I was talking with a friend of mine this weekend who was struggling with her insecurities about being ‘needy’. She is a fabulous, fun, warm, energetic woman who loves relationships. I’ve known her for a very long time, and, no matter what was happening in her life, her relationships with significant others and her son were her most important priorities. Right now, she’s alienated from her most important people due to time zones and distance. It makes it difficult to keep connected even with technology. So, she’s struggling. In her attempts to connect, she feels she might be seen as desperate and needing too much attention. I feel her pain. I am an extrovert, too.
I asked her to take the Myers-Briggs Personality Type Indicator (MBTI) test. Taking that test was probably one of the best things I ever did in learning to accept myself. In the professional world, and sometimes even in personal relationships, there seems to be this opinion that the ‘male’ persona is the bar. Men have emotions but are more focused on their purpose in life than their emotions and relationships. But, that’s also a fallacy as men have unique personalities, drives and desires, too. Our society over the years has taught most men that they should hide their emotions and never …. ever … cry. They need to stay stable. They need to be focused and strong. Women get a bad rap that we are the ‘weaker sex’ because we have an even harder time submitting to that ideal. We are criticized for being too emotional, irrational and flakey. I’ve feared that I had horrible things wrong with me because I couldn’t hide what I’m feeling or follow all the rules without questioning their validity. I’ve tried so hard to fit that mold that I’ve often wanted to ‘check out’ of the work world because it was so painful to be an actor playing a role that didn’t fit for me. It literally felt like I was turning my skin inside out. I wondered if I had any value at all in this world except that I was a warm body to do as I was told.

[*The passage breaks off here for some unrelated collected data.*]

#[cfg(test)]
mod tests {
    use super::*;
    use std::sync::atomic::{AtomicUsize, Ordering};

    use async_trait::async_trait;

    use crate::domain::breaker::CircuitBreakerConfig;
    use crate::domain::embedding::MockEmbeddingProvider;
    use crate::infrastructure::query_cache::InMemoryQueryCacheStore;
    use crate::infrastructure::vector::InMemoryVectorIndex;

    /// Embedding provider that counts calls, for memo assertions
    #[derive(Debug)]
    struct CountingEmbeddingProvider {
        inner: MockEmbeddingProvider,
        calls: AtomicUsize,
    }

    impl CountingEmbeddingProvider {
        fn new() -> Self {
            Self {
                inner: MockEmbeddingProvider::new("counting", 64),
                calls: AtomicUsize::new(0),
            }
        }

        fn call_count(&self) -> usize {
            self.calls.load(Ordering::SeqCst)
        }
    }

    #[async_trait]
    impl EmbeddingProvider for CountingEmbeddingProvider {
        async fn embed(&self, text: &str) -> Result<Vec<f32>, DomainError> {
            self.calls.fetch_add(1, Ordering::SeqCst);
            self.inner.embed(text).await
        }

        fn provider_name(&self) -> &'static str {
            "counting"
        }

        fn dimensions(&self) -> usize {
            self.inner.dimensions()
        }
    }

    struct Harness {
        cache: SemanticQueryCache,
        store: Arc<InMemoryQueryCacheStore>,
        provider: Arc<CountingEmbeddingProvider>,
        breaker: Arc<CircuitBreaker>,
    }

    fn harness(config: QueryCacheConfig) -> Harness {
        let store = Arc::new(InMemoryQueryCacheStore::new());
        let index = Arc::new(InMemoryVectorIndex::new());
        let provider = Arc::new(CountingEmbeddingProvider::new());
        let breaker = Arc::new(CircuitBreaker::new(CircuitBreakerConfig::production()));

        let cache = SemanticQueryCache::with_config(
            Arc::clone(&store) as Arc<dyn QueryCacheStore>,
            index as Arc<dyn VectorIndex>,
            Arc::clone(&provider) as Arc<dyn EmbeddingProvider>,
            Arc::clone(&breaker),
            config,
        );

        Harness {
            cache,
            store,
            provider,
            breaker,
        }
    }

    fn default_harness() -> Harness {
        harness(QueryCacheConfig::default())
    }

    fn context() -> QueryContext {
        QueryContext::new("yucatan", "amura")
    }

    #[tokio::test]
    async fn test_save_then_find_exact_hit() {
        let h = default_harness();

        h.cache
            .save_to_cache(
                "precio de Amura?",
                &context(),
                "Desde $2.5M MXN",
                vec!["brochure.pdf".to_string()],
            )
            .await;

        let answer = h
            .cache
            .find_cached_response("precio de Amura?", &context())
            .await
            .expect("expected a cache hit");

        assert_eq!(answer.similarity, 1.0);
        assert_eq!(answer.entry.response, "Desde $2.5M MXN");
        assert_eq!(answer.entry.sources_used, vec!["brochure.pdf".to_string()]);
        assert_eq!(answer.entry.hit_count, 1);
        // The durable counter was bumped as well
        assert_eq!(h.store.entry(answer.entry.id).unwrap().hit_count, 1);
    }

    #[tokio::test]
    async fn test_case_difference_is_still_exact_hit() {
        let h = default_harness();

        h.cache
            .save_to_cache("precio de Amura?", &context(), "respuesta", vec![])
            .await;

        let answer = h
            .cache
            .find_cached_response("PRECIO DE AMURA?", &context())
            .await
            .expect("normalization should collapse case");

        assert_eq!(answer.similarity, 1.0);
    }

    #[tokio::test]
    async fn test_exact_path_works_without_embeddings() {
        // Provider always fails: the entry is hash-only and the similarity
        // path is dead, so any hit proves the exact path ran first
        let store = Arc::new(InMemoryQueryCacheStore::new());
        let index = Arc::new(InMemoryVectorIndex::new());
        let provider = Arc::new(MockEmbeddingProvider::new("mock", 64).with_error("down"));
        let breaker = Arc::new(CircuitBreaker::new(CircuitBreakerConfig::production()));
        let cache = SemanticQueryCache::new(
            Arc::clone(&store) as Arc<dyn QueryCacheStore>,
            index,
            provider,
            breaker,
        );

        cache
            .save_to_cache("precio de amura?", &context(), "respuesta", vec![])
            .await;

        let saved = store
            .get_by_hash(&query_hash("precio de amura?"), &context())
            .await
            .unwrap()
            .expect("entry persisted");
        assert!(saved.embedding_id.is_none());

        let answer = cache
            .find_cached_response("precio de amura?", &context())
            .await
            .expect("exact hit despite embedding provider being down");
        assert_eq!(answer.similarity, 1.0);
    }

    #[tokio::test]
    async fn test_similarity_hit_on_paraphrase() {
        // Zero threshold: the nearest neighbor wins no matter the score,
        // which lets the deterministic mock embeddings produce a hit
        let h = harness(QueryCacheConfig::new().with_similarity_threshold(0.0));

        h.cache
            .save_to_cache("precio de amura?", &context(), "respuesta", vec![])
            .await;

        let answer = h
            .cache
            .find_cached_response("cual es el precio de amura", &context())
            .await
            .expect("expected a similarity hit");

        assert_eq!(answer.entry.query_text, "precio de amura?");
        assert!(answer.similarity > 0.0 && answer.similarity <= 1.0);
        assert_eq!(answer.entry.hit_count, 1);
    }

    #[tokio::test]
    async fn test_similarity_miss_below_threshold() {
        let h = harness(QueryCacheConfig::new().with_similarity_threshold(0.999));

        h.cache
            .save_to_cache("precio de amura?", &context(), "respuesta", vec![])
            .await;

        let result = h
            .cache
            .find_cached_response("horario de la oficina de ventas", &context())
            .await;

        assert!(result.is_none());
    }

    #[tokio::test]
    async fn test_negative_feedback_suppresses_exact_hit() {
        let h = default_harness();

        h.cache
            .save_to_cache("precio de amura?", &context(), "respuesta", vec![])
            .await;
        h.store.record_negative_feedback("precio de amura?", &context());

        let result = h
            .cache
            .find_cached_response("precio de amura?", &context())
            .await;

        assert!(result.is_none());
        // The entry itself is only suppressed, not deleted
        assert_eq!(h.store.len(), 1);
    }

    #[tokio::test]
    async fn test_negative_feedback_suppresses_similarity_hit() {
        let h = harness(QueryCacheConfig::new().with_similarity_threshold(0.0));

        h.cache
            .save_to_cache("precio de amura?", &context(), "respuesta", vec![])
            .await;
        h.store.record_negative_feedback("precio de amura?", &context());

        let result = h
            .cache
            .find_cached_response("cual es el precio de amura", &context())
            .await;

        assert!(result.is_none());
    }

    #[tokio::test]
    async fn test_save_skipped_for_poisoned_query() {
        let h = default_harness();

        h.store.record_negative_feedback("precio de amura?", &context());
        h.cache
            .save_to_cache("precio de amura?", &context(), "respuesta", vec![])
            .await;

        assert!(h.store.is_empty());
    }

    #[tokio::test]
    async fn test_context_scopes_hits() {
        let h = harness(QueryCacheConfig::new().with_similarity_threshold(0.0));

        h.cache
            .save_to_cache("precio de amura?", &context(), "respuesta", vec![])
            .await;

        // Same query, different development: neither path may serve it
        let other = QueryContext::new("yucatan", "aria");
        let result = h.cache.find_cached_response("precio de amura?", &other).await;

        assert!(result.is_none());
    }

    #[tokio::test]
    async fn test_open_breaker_degrades_to_miss() {
        let h = default_harness();

        h.cache
            .save_to_cache("precio de amura?", &context(), "respuesta", vec![])
            .await;

        for _ in 0..5 {
            h.breaker
                .record_failure(&DomainError::connection("connection refused"));
        }

        let result = h
            .cache
            .find_cached_response("precio de amura?", &context())
            .await;
        assert!(result.is_none());

        // Saves are silently dropped while the store is unreachable
        h.cache
            .save_to_cache("otra pregunta", &context(), "otra", vec![])
            .await;
        assert_eq!(h.store.len(), 1);
    }

    #[tokio::test]
    async fn test_embedding_memo_avoids_repeat_provider_calls() {
        let h = default_harness();

        // Two misses for the same query: one provider call
        h.cache.find_cached_response("precio de amura?", &context()).await;
        h.cache.find_cached_response("precio de amura?", &context()).await;
        assert_eq!(h.provider.call_count(), 1);

        // Same text in a different context is a different memo key
        let other = QueryContext::new("yucatan", "aria");
        h.cache.find_cached_response("precio de amura?", &other).await;
        assert_eq!(h.provider.call_count(), 2);
    }

    #[tokio::test]
    async fn test_memo_capacity_is_bounded() {
        let h = harness(QueryCacheConfig::new().with_memo_capacity(3));

        for i in 0..10 {
            h.cache
                .find_cached_response(&format!("pregunta numero {}", i), &context())
                .await;
        }

        assert!(h.cache.memo_stats().total <= 3);
    }

    #[tokio::test]
    async fn test_disabled_cache_is_inert() {
        let h = harness(QueryCacheConfig::new().with_enabled(false));

        h.cache
            .save_to_cache("precio de amura?", &context(), "respuesta", vec![])
            .await;

        assert!(h.store.is_empty());
        assert!(h
            .cache
            .find_cached_response("precio de amura?", &context())
            .await
            .is_none());
        assert_eq!(h.provider.call_count(), 0);
    }

    #[tokio::test]
    async fn test_blank_query_is_a_miss() {
        let h = default_harness();

        assert!(h.cache.find_cached_response("   ", &context()).await.is_none());
        h.cache.save_to_cache("  \t ", &context(), "respuesta", vec![]).await;
        assert!(h.store.is_empty());
    }

    #[tokio::test]
    async fn test_cleanup_cache_reports_count() {
        let h = default_harness();

        let mut stale = QueryCacheEntry::new(
            "vieja pregunta",
            "h-old",
            &context(),
            "respuesta",
            vec![],
            chrono::Duration::days(30),
        );
        stale.expires_at = chrono::Utc::now() - chrono::Duration::seconds(1);
        h.store.save(stale).await.unwrap();

        assert_eq!(h.cache.cleanup_cache().await, 1);
        assert!(h.store.is_empty());
    }

    #[tokio::test]
    async fn test_maintenance_sweep_purges_expired() {
        let h = default_harness();
        let cache = Arc::new(h.cache);

        let mut stale = QueryCacheEntry::new(
            "vieja pregunta",
            "h-old",
            &context(),
            "respuesta",
            vec![],
            chrono::Duration::days(30),
        );
        stale.expires_at = chrono::Utc::now() - chrono::Duration::seconds(1);
        h.store.save(stale).await.unwrap();

        let handle = cache.spawn_maintenance(Duration::from_millis(50));
        tokio::time::sleep(Duration::from_millis(150)).await;
        handle.abort();

        assert!(h.store.is_empty());
    }

    #[tokio::test]
    async fn test_entry_ttl_applied_on_save() {
        let h = default_harness();

        h.cache
            .save_to_cache("precio de amura?", &context(), "respuesta", vec![])
            .await;

        let entry = h
            .store
            .get_by_hash(&query_hash("precio de amura?"), &context())
            .await
            .unwrap()
            .unwrap();

        let ttl = entry.expires_at - entry.created_at;
        assert_eq!(ttl, chrono::Duration::days(30));
    }
}
use async_trait::async_trait;

use crate::domain::DomainError;

/// Trait for HTTP client operations (for mocking)
#[async_trait]
pub trait HttpClientTrait: Send + Sync + std::fmt::Debug {
    async fn post_json(
        &self,
        url: &str,
        headers: Vec<(&str, &str)>,
        body: &serde_json::Value,
    ) -> Result<serde_json::Value, DomainError>;
}

/// Real HTTP client using reqwest
#[derive(Debug, Clone)]
pub struct HttpClient {
    client: reqwest::Client,
}

impl HttpClient {
    pub fn new() -> Self {
        Self {
            client: reqwest::Client::new(),
        }
    }

    pub fn with_timeout(timeout: std::time::Duration) -> Result<Self, DomainError> {
        let client = reqwest::Client::builder()
            .timeout(timeout)
            .build()
            .map_err(|e| DomainError::internal(format!("Failed to build HTTP client: {}", e)))?;

        Ok(Self { client })
    }
}

impl Default for HttpClient {
    fn default() -> Self {
        Self::new()
    }
}

#[async_trait]
impl HttpClientTrait for HttpClient {
    async fn post_json(
        &self,
        url: &str,
        headers: Vec<(&str, &str)>,
        body: &serde_json::Value,
    ) -> Result<serde_json::Value, DomainError> {
        let mut request = self.client.post(url);

        for (key, value) in headers {
            request = request.header(key, value);
        }

        let response = request.json(body).send().await.map_err(|e| {
            if e.is_timeout() || e.is_connect() {
                DomainError::connection(format!("Request failed: {}", e))
            } else {
                DomainError::provider("http", format!("Request failed: {}", e))
            }
        })?;

        if !response.status().is_success() {
            let status = response.status();
            let error_body = response.text().await.unwrap_or_default();
            return Err(DomainError::provider(
                "http",
                format!("HTTP {}: {}", status, error_body),
            ));
        }

        response
            .json()
            .await
            .map_err(|e| DomainError::provider("http", format!("Failed to parse response: {}", e)))
    }
}
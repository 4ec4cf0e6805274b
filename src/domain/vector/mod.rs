//! Vector index contract
//!
//! Cache vectors live in their own namespace inside whatever index backs the
//! deployment, isolated from document vectors stored elsewhere.

use std::fmt::Debug;

use async_trait::async_trait;
use serde::{Deserialize, Serialize};

use crate::domain::DomainError;

/// Metadata stored alongside a cache vector
#[derive(Debug, Clone, PartialEq, Serialize, Deserialize)]
pub struct VectorMetadata {
    /// Normalized query text the vector was produced from
    pub normalized_query: String,
    /// Context zone
    pub zone: String,
    /// Context development
    pub development: String,
    /// Optional document type scope
    pub document_type: Option<String>,
    /// Hash of the normalized query, links back to the durable entry
    pub query_hash: String,
}

/// Exact-match conjunction filter over vector metadata
#[derive(Debug, Clone, Default)]
pub struct VectorFilter {
    pub zone: Option<String>,
    pub development: Option<String>,
    pub document_type: Option<String>,
}

impl VectorFilter {
    pub fn new() -> Self {
        Self::default()
    }

    pub fn with_zone(mut self, zone: impl Into<String>) -> Self {
        self.zone = Some(zone.into());
        self
    }

    pub fn with_development(mut self, development: impl Into<String>) -> Self {
        self.development = Some(development.into());
        self
    }

    pub fn with_document_type(mut self, document_type: impl Into<String>) -> Self {
        self.document_type = Some(document_type.into());
        self
    }

    /// True when every set field matches the metadata exactly
    pub fn matches(&self, metadata: &VectorMetadata) -> bool {
        if let Some(ref zone) = self.zone {
            if metadata.zone != *zone {
                return false;
            }
        }

        if let Some(ref development) = self.development {
            if metadata.development != *development {
                return false;
            }
        }

        if let Some(ref document_type) = self.document_type {
            if metadata.document_type.as_deref() != Some(document_type.as_str()) {
                return false;
            }
        }

        true
    }
}

/// A ranked match from a vector query
#[derive(Debug, Clone)]
pub struct VectorMatch {
    /// Id the vector was upserted under
    pub id: String,
    /// Similarity score (0.0 to 1.0, higher is closer)
    pub score: f32,
}

/// Trait for vector index backends (Pinecone, pgvector, in-memory, ...)
#[async_trait]
pub trait VectorIndex: Send + Sync + Debug {
    /// Insert or replace a vector under the given id; idempotent on `id`
    async fn upsert(
        &self,
        namespace: &str,
        id: &str,
        vector: Vec<f32>,
        metadata: VectorMetadata,
    ) -> Result<(), DomainError>;

    /// Query the nearest neighbors of `vector` within a namespace,
    /// restricted to entries whose metadata passes the filter
    async fn query(
        &self,
        namespace: &str,
        vector: &[f32],
        top_k: usize,
        filter: &VectorFilter,
    ) -> Result<Vec<VectorMatch>, DomainError>;
}

#[cfg(test)]
mod tests {
    use super::*;

    fn metadata() -> VectorMetadata {
        VectorMetadata {
            normalized_query: "precio de amura?".to_string(),
            zone: "yucatan".to_string(),
            development: "amura".to_string(),
            document_type: Some("brochure".to_string()),
            query_hash: "abc123".to_string(),
        }
    }

    #[test]
    fn test_empty_filter_matches_everything() {
        assert!(VectorFilter::new().matches(&metadata()));
    }

    #[test]
    fn test_filter_is_conjunction() {
        let filter = VectorFilter::new()
            .with_zone("yucatan")
            .with_development("amura");
        assert!(filter.matches(&metadata()));

        let filter = VectorFilter::new()
            .with_zone("yucatan")
            .with_development("other");
        assert!(!filter.matches(&metadata()));
    }

    #[test]
    fn test_document_type_filter() {
        let filter = VectorFilter::new().with_document_type("brochure");
        assert!(filter.matches(&metadata()));

        let filter = VectorFilter::new().with_document_type("price-list");
        assert!(!filter.matches(&metadata()));

        let mut untyped = metadata();
        untyped.document_type = None;
        let filter = VectorFilter::new().with_document_type("brochure");
        assert!(!filter.matches(&untyped));
    }
}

When I took the test and learned I was an ENFP, I felt a huge sigh of relief. The descriptions of the personality type supported the fact that my personality was normal, AND I had value in very specific areas. My personality and mode of operating in the world was not something that needed fixing. I was actually okay as I was. Of course, I always have things to work on to improve, but nothing is wrong with the core of who I am. I am an extrovert, and I get my energy from being around people. I am at my best when I’m with people. So, my ‘neediness’ is very understandable. My extreme pain when relationships are strained is normal for me. I do need other people in a big way. My task was to be more selective in my relationships and find people who were available and connecting. For an extrovert, being in a relationship with a disconnected or unavailable person is a deeply frustrating experience. And, I’m sure for the person who wants to isolate, being in a relationship with me has got to be torture. And, guess what, introverts love me….. at first. I bring them out of their shell and make them laugh and enjoy life. After a time, though, they have to retreat because relationships deplete them. They get their energy from re-charging by themselves. It’s a dance that can work well with mindful people, but, if you don’t understand the dynamic, both people can be miserable.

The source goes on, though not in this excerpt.